Le fece strada verso la stanza da cui erano entrati in soggiorno, dalla quale si accedeva a un locale più piccolo con una tavola riccamente apparecchiata: tovagliato bianco, posate d’argento, pesanti porcellane di foggia antiquata e rigide sedie dallo schienale alto e la seduta in velluto. Anche qui c’erano le stesse tende, e in più era illuminata da un grosso lampadario con i paralumi semicircolari di carta pergamena intorno a ogni lampadina. I genitori di Stella presero posto ai due capotavola, mentre le ragazze si sedettero ai due lati del padre. Dopo un momento fece il suo ingresso zia Anna, seguita da una camerierina che pareva sul punto di soccombere sotto il peso di un’enorme zuppiera posata su un vassoio che depose sul tavolo davanti a Mrs Rose, la quale poi procedette a scodellarne il contenuto col mestolo nei piatti che stavano disposti in una pila lì accanto. Louise non era abituata a mangiare la minestra. Il profumo era intenso e invitante, nel brodo galleggiavano degli gnocchi e lei non era certa di come andassero consumati.

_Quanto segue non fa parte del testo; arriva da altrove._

//! Corpus loading.
//!
//! A [`ParserRegistry`] maps file extensions to [`DocumentParser`]
//! implementations and walks the corpus directory recursively. A document
//! that fails to parse is skipped with a warning; one bad file never aborts
//! ingestion.

use std::collections::BTreeMap;
use std::fs;
use std::path::Path;

use serde_json::Value;
use tracing::warn;

use crate::error::IngestionError;

/// A loaded document: raw text plus structured metadata.
///
/// Metadata always carries `source` (full path), `filename`, and `filetype`;
/// markdown front matter contributes additional keys.
#[derive(Debug, Clone, PartialEq)]
pub struct Document {
    pub text: String,
    pub metadata: BTreeMap<String, Value>,
}

impl Document {
    fn new(text: String, path: &Path, filetype: &str) -> Self {
        let mut metadata = BTreeMap::new();
        metadata.insert("source".to_string(), Value::from(path.display().to_string()));
        metadata.insert(
            "filename".to_string(),
            Value::from(
                path.file_name()
                    .map(|n| n.to_string_lossy().into_owned())
                    .unwrap_or_default(),
            ),
        );
        metadata.insert("filetype".to_string(), Value::from(filetype));
        Self { text, metadata }
    }
}

/// Turns one file into a [`Document`].
pub trait DocumentParser: Send + Sync {
    fn filetype(&self) -> &'static str;
    fn parse(&self, path: &Path) -> Result<Document, IngestionError>;
}

fn read_file(path: &Path) -> Result<String, IngestionError> {
    fs::read_to_string(path).map_err(|source| IngestionError::Io {
        path: path.to_path_buf(),
        source,
    })
}

/// Markdown parser that lifts YAML front matter into document metadata.
pub struct MarkdownParser;

impl MarkdownParser {
    /// Split `---\n...\n---\n` front matter from the body. Returns the raw
    /// front matter block (without delimiters) and the remaining text.
    fn split_front_matter(text: &str) -> Option<(&str, &str)> {
        let rest = text.strip_prefix("---\n")?;
        let end = rest.find("\n---\n")?;
        Some((&rest[..end], &rest[end + 5..]))
    }
}

impl DocumentParser for MarkdownParser {
    fn filetype(&self) -> &'static str {
        "markdown"
    }

    fn parse(&self, path: &Path) -> Result<Document, IngestionError> {
        let raw = read_file(path)?;
        let (front_matter, body) = match Self::split_front_matter(&raw) {
            Some((fm, body)) => (Some(fm), body),
            None => (None, raw.as_str()),
        };

        let mut document = Document::new(body.to_string(), path, self.filetype());
        if let Some(fm) = front_matter {
            let parsed: serde_yaml::Value =
                serde_yaml::from_str(fm).map_err(|source| IngestionError::FrontMatter {
                    path: path.to_path_buf(),
                    source,
                })?;
            if let serde_yaml::Value::Mapping(mapping) = parsed {
                for (key, value) in mapping {
                    let (Some(key), Ok(value)) = (key.as_str(), serde_json::to_value(&value))
                    else {
                        continue;
                    };
                    document.metadata.insert(key.to_string(), value);
                }
            }
        }
        Ok(document)
    }
}

/// Parser for plain-text formats; the file content is used verbatim.
pub struct PlainTextParser;

impl DocumentParser for PlainTextParser {
    fn filetype(&self) -> &'static str {
        "text"
    }

    fn parse(&self, path: &Path) -> Result<Document, IngestionError> {
        Ok(Document::new(read_file(path)?, path, self.filetype()))
    }
}

/// Extension → parser dispatch plus the recursive corpus walk.
pub struct ParserRegistry {
    parsers: BTreeMap<&'static str, Box<dyn DocumentParser>>,
}

impl ParserRegistry {
    pub fn new() -> Self {
        Self {
            parsers: BTreeMap::new(),
        }
    }

    /// The built-in set: markdown plus common plain-text extensions.
    pub fn with_defaults() -> Self {
        let mut registry = Self::new();
        registry.register("md", Box::new(MarkdownParser));
        for ext in ["txt", "log", "adoc", "rst"] {
            registry.register(ext, Box::new(PlainTextParser));
        }
        registry
    }

    pub fn register(&mut self, extension: &'static str, parser: Box<dyn DocumentParser>) {
        self.parsers.insert(extension, parser);
    }

    /// Parse a single file, failing on unknown extensions.
    pub fn parse(&self, path: &Path) -> Result<Document, IngestionError> {
        let ext = path
            .extension()
            .and_then(|e| e.to_str())
            .map(|e| e.to_ascii_lowercase());
        match ext.as_deref().and_then(|e| self.parsers.get(e)) {
            Some(parser) => parser.parse(path),
            None => Err(IngestionError::UnsupportedType {
                path: path.to_path_buf(),
            }),
        }
    }

    /// Load every parseable document under `dir`, recursively.
    ///
    /// Files with no registered parser are ignored silently; files that fail
    /// to parse are skipped with a warning. A missing directory yields an
    /// empty corpus.
    pub fn load_corpus(&self, dir: &Path) -> Vec<Document> {
        let mut documents = Vec::new();
        if !dir.is_dir() {
            warn!(path = %dir.display(), "corpus directory does not exist");
            return documents;
        }
        self.walk(dir, &mut documents);
        documents.sort_by(|a, b| {
            a.metadata
                .get("source")
                .and_then(|v| v.as_str())
                .cmp(&b.metadata.get("source").and_then(|v| v.as_str()))
        });
        documents
    }

    fn walk(&self, dir: &Path, documents: &mut Vec<Document>) {
        let entries = match fs::read_dir(dir) {
            Ok(entries) => entries,
            Err(err) => {
                warn!(path = %dir.display(), error = %err, "skipping unreadable directory");
                return;
            }
        };
        for entry in entries.flatten() {
            let path = entry.path();
            if path.is_dir() {
                self.walk(&path, documents);
                continue;
            }
            let has_parser = path
                .extension()
                .and_then(|e| e.to_str())
                .map(|e| self.parsers.contains_key(e.to_ascii_lowercase().as_str()))
                .unwrap_or(false);
            if !has_parser {
                continue;
            }
            match self.parse(&path) {
                Ok(document) => documents.push(document),
                Err(err) => warn!(path = %path.display(), error = %err, "skipping document"),
            }
        }
    }
}

impl Default for ParserRegistry {
    fn default() -> Self {
        Self::with_defaults()
    }
}
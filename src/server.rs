//! HTTP + WebSocket service.
//!
//! REST endpoints cover one-shot chat and session inspection; the WebSocket
//! endpoint streams live events (`session_info`, `history`, `message`,
//! `typing`) for a session. Every query, regardless of transport, runs
//! through [`process_query`], which owns the transcript/broadcast ordering:
//! the user message is recorded and broadcast, typing starts, generation
//! runs, typing stops, and only then is the assistant message recorded and
//! broadcast. A generation failure still produces an assistant message, with
//! `error: true` metadata.

use std::sync::Arc;

use axum::{
    Json, Router,
    extract::{
        Path, Query, State, WebSocketUpgrade,
        ws::{Message as WsMessage, WebSocket},
    },
    http::StatusCode,
    response::Response,
    routing::{get, post},
};
use futures::{SinkExt, StreamExt};
use serde::{Deserialize, Serialize};
use serde_json::{Map, Value, json};
use tokio::sync::mpsc;
use tower_http::{cors::CorsLayer, trace::TraceLayer};
use tracing::{debug, info, warn};

use crate::broadcast::ConnectionBroadcaster;
use crate::config::DocentConfig;
use crate::error::SessionError;
use crate::events::{ClientEvent, ServerEvent};
use crate::orchestrator::QueryOrchestrator;
use crate::session::{Message, Role, SessionInfo, SessionRegistry};

/// Shared state behind every handler.
pub struct AppContext {
    pub config: DocentConfig,
    pub registry: SessionRegistry,
    pub broadcaster: ConnectionBroadcaster,
    pub orchestrator: QueryOrchestrator,
}

#[derive(Debug, Deserialize)]
pub struct ChatRequest {
    pub query: String,
    pub session_id: Option<String>,
}

#[derive(Debug, Serialize)]
pub struct ChatResponse {
    pub success: bool,
    pub session_id: String,
    #[serde(skip_serializing_if = "Option::is_none")]
    pub message: Option<Message>,
    #[serde(skip_serializing_if = "Option::is_none")]
    pub error: Option<String>,
}

#[derive(Debug, Deserialize)]
pub struct HistoryParams {
    pub limit: Option<usize>,
}

pub fn router(ctx: Arc<AppContext>) -> Router {
    Router::new()
        .route("/api/chat", post(chat))
        .route("/api/sessions", post(create_session))
        .route("/api/sessions/:session_id", get(session_info))
        .route("/api/sessions/:session_id/history", get(session_history))
        .route("/api/health", get(health))
        .route("/ws/:session_id", get(ws_upgrade))
        .layer(CorsLayer::permissive())
        .layer(TraceLayer::new_for_http())
        .with_state(ctx)
}

/// Bind, start the session sweeper, and serve until the process exits.
pub async fn serve(ctx: Arc<AppContext>) -> anyhow::Result<()> {
    let addr = format!("{}:{}", ctx.config.host, ctx.config.port);
    spawn_sweeper(Arc::clone(&ctx));

    let listener = tokio::net::TcpListener::bind(&addr).await?;
    info!(%addr, "listening");
    axum::serve(listener, router(ctx)).await?;
    Ok(())
}

fn spawn_sweeper(ctx: Arc<AppContext>) {
    let max_age = chrono::Duration::seconds(ctx.config.session_max_age_secs as i64);
    let interval = std::time::Duration::from_secs(ctx.config.sweep_interval_secs);
    tokio::spawn(async move {
        let mut ticker = tokio::time::interval(interval);
        ticker.tick().await;
        loop {
            ticker.tick().await;
            let removed = ctx.registry.sweep(max_age).await;
            for id in &removed {
                ctx.broadcaster.detach_session(id).await;
            }
            if !removed.is_empty() {
                info!(count = removed.len(), "swept inactive sessions");
            }
        }
    });
}

/// Run one query against a session, keeping transcript and broadcast in
/// lockstep. Returns the assistant message (which may be an error message).
pub async fn process_query(
    ctx: &AppContext,
    session_id: &str,
    query: &str,
) -> Result<Message, SessionError> {
    let user_message = ctx
        .registry
        .append(session_id, Role::User, query.to_string(), Map::new())
        .await?;
    ctx.broadcaster
        .broadcast(session_id, ServerEvent::Message {
            message: user_message,
        })
        .await;

    ctx.broadcaster
        .broadcast(session_id, ServerEvent::Typing { is_typing: true })
        .await;

    let (content, metadata) = match ctx.orchestrator.answer(query).await {
        Ok(answer) => {
            let mut metadata = Map::new();
            metadata.insert("model".to_string(), Value::from(ctx.orchestrator.model()));
            metadata.insert(
                "top_k".to_string(),
                Value::from(ctx.orchestrator.top_k() as u64),
            );
            (answer, metadata)
        }
        Err(err) => {
            warn!(session_id, error = %err, "query failed");
            let mut metadata = Map::new();
            metadata.insert("error".to_string(), Value::from(true));
            (format!("Error processing query: {err}"), metadata)
        }
    };

    // Typing must stop exactly once, even if the append below fails.
    ctx.broadcaster
        .broadcast(session_id, ServerEvent::Typing { is_typing: false })
        .await;

    let assistant_message = ctx
        .registry
        .append(session_id, Role::Assistant, content, metadata)
        .await?;
    ctx.broadcaster
        .broadcast(session_id, ServerEvent::Message {
            message: assistant_message.clone(),
        })
        .await;
    Ok(assistant_message)
}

Mr Rose se ne accorse subito. «Non hai mai mangiato i Leberkloss, Louise? Sono buonissimi». Prese una cucchiaiata con sopra uno gnocco e se la portò alla bocca. Louise lo imitò. Era caldissimo e lei, d’istinto, lo risputò nel cucchiaio. Se ne accorsero tutti, e Louise si sentì avvampare.

«È colpa di Otto. Riesce a mangiare la roba rovente come se niente fosse», disse con gentilezza Mrs Rose. Louise bevve un sorso d’acqua.

«Hai fatto bene a non ustionarti la bocca. Si rischia di non sentire più i sapori». E proprio mentre Louise pensava a quanto fosse stato gentile a dire questo, Mr Rose mise giù il cucchiaio con decisione e disse con voce tonante: «In questo brodo manca il sedano! Anna! Anna? Come si fa a dimenticare un ingrediente così importante?».

«Non me ne sono dimenticata, Otto. Non ne ho trovato. C’erano solo gambi di sedano bianco con le foglie tagliate. Che dovevo fare?».

«Preparare un altro tipo di brodo, naturalmente. Mi risulta che nel tuo repertorio ci siano non meno di quattordici tipi di minestra, molti dei quali, se non tutti, non richiedono le foglie di sedano. Non fare quella faccia, donna, non è una tragedia. Dico solo che non ha il sapore che dovrebbe avere». Riprese il coltello e sorrise a Louise: «Lo vedi? Basta una piccola critica e mi trattano come fossi un despota. Un despota, io!». Esplose in una sonora risata, a sottolineare l’assurdità della cosa.

Malgrado tutto, lui, come pure gli altri, si servì una seconda porzione di minestra e, mentre Stella veniva sottoposta a un serrato interrogatorio sulla scuola, Louise poté osservare in pace i genitori della sua amica: Mrs Rose, anche se era piuttosto vecchia – almeno quarant’anni – non era il tipo di donna di cui si dice che in passato era stata una bellezza: lei lo era ancora. Era molto alta, con i capelli grigi ondulati fermati da una parte con una forcina. Tutto nel suo viso era grande, ma di una tale grazia nelle proporzioni che sembrava di vedere un primo piano al cinema. Aveva due enormi occhi bruni distanti fra loro sotto un’ampia fronte con l’attaccatura dei capelli a V. Aveva gli zigomi come quelli di Stella, ma il suo naso, per quanto grande, non era ossuto come quello della figlia: era carnoso quanto basta, con le narici ben disegnate e svasate. Anche la bocca era grande e, quando sorrideva, l’armonia statuaria di quei lineamenti s’illuminava di una gaiezza che Louise trovò irresistibile.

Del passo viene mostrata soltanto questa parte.